In one clearing, there were bananas and pigeon peas in a casually kept area of tall grass. Adding a further dimension to what our host had said about finding labourers, if this was ever to be productive farming land again, it would require the full energies of a younger man than the present owner.
Along a high part of the path, the jungle’s canopy suddenly started to roar. A rain had started, and the noise was the sound of the drops on the leaves of the high bamboo. Amazingly, even in a strong downpour, very little made it to the jungle floor, and we stayed dry as we waited a few minutes for it to stop.
The rain shower slowed then stopped, but the roaring sound seemed to continue. It was the falls, ahead.
Dropping down the bank, we waded up stream, walking where we could on the tallus bars of grey-green limestone created by the moving waters of the small river.
Rounding a bend, the water in the Rainbow Falls splayed in a wide fan across the wall of the valley where the water fell, tumbling about 100 feet into a pool.
As we stood watching, the sun broke through the clouds, bathing the wet cliff side and cascading water of the falls in bright light. The canyon’s dark moist walls shone with a thousand sparkles.
While Nancy waited below, I climbed a few extra feet over the wet mossy boulders at the bottom of the falls to get a better view of the pool.
Along the sides of the high valley stretching up on either side, constant moisture supported a green mat of ferns, orchids, bromeliads, and heliconia.
We stood in awe while the falls filled the canyon with sound and mist. Behind us, the retreating light of the afternoon played through the tall bamboo onto the river’s bed as it left the fall’s basin.
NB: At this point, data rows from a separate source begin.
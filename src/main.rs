use colored::Colorize;

fn main() {
    let command_line_interface = json_gbnf::cli::CommandLineInterface::load();
    if let Err(error) = command_line_interface.run() {
        eprintln!("{} {error:#}", "error:".red().bold());
        std::process::exit(1);
    }
}
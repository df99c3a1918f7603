//! Shared bounded-repetition builder.

/// Render `item` repeated between `min` and `max` times (unbounded when
/// `max` is `None`), optionally joined by `separator`.
///
/// Without a separator this maps straight onto the grammar quantifiers
/// (`?`, `*`, `+`, `{m,n}`). With one, the first occurrence is emitted bare
/// and the remainder as a repetition of `(separator item)`.
pub fn build_repetition(
    item: &str,
    min: u64,
    max: Option<u64>,
    separator: Option<&str>,
) -> String {
    if min == 0 && max == Some(1) {
        return format!("{item}?");
    }
    match separator {
        None => match (min, max) {
            (1, None) => format!("{item}+"),
            (0, None) => format!("{item}*"),
            (m, None) => format!("{item}{{{m},}}"),
            (m, Some(n)) => format!("{item}{{{m},{n}}}"),
        },
        Some(sep) => {
            let rest = build_repetition(
                &format!("({sep} {item})"),
                min.saturating_sub(1),
                max.map(|n| n.saturating_sub(1)),
                None,
            );
            let result = format!("{item} {rest}");
            if min == 0 {
                format!("({result})?")
            } else {
                result
            }
        }
    }
}

#[cfg(test)]
mod tests {
    use super::*;

    #[test]
    fn plain_quantifiers() {
        assert_eq!(build_repetition("x", 0, Some(1), None), "x?");
        assert_eq!(build_repetition("x", 0, None, None), "x*");
        assert_eq!(build_repetition("x", 1, None, None), "x+");
        assert_eq!(build_repetition("x", 2, None, None), "x{2,}");
        assert_eq!(build_repetition("x", 2, Some(4), None), "x{2,4}");
        assert_eq!(build_repetition("x", 3, Some(3), None), "x{3,3}");
    }

    #[test]
    fn separated_repetition() {
        let sep = Some("\",\" space");
        assert_eq!(
            build_repetition("item", 0, None, sep),
            "(item (\",\" space item)*)?"
        );
        assert_eq!(
            build_repetition("item", 1, Some(2), sep),
            "item (\",\" space item)?"
        );
        assert_eq!(
            build_repetition("item", 2, Some(4), sep),
            "item (\",\" space item){1,3}"
        );
    }
}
Turning, we started back reluctantly.
On the way down, we stopped at the edge of one of the banana groves to eat our lunch, finally rewarding the dogs with pieces of french bread for their companionship.
As the sun dropped into the long golden part of the Tobago afternoon, we lingered on the last mile back to our car to store some lasting memories of this unforgettable natural spot.
The Rainbow Falls are above Goldsborough Bay on the Atlantic side of Tobago, approximately 15 miles north of Scarborough.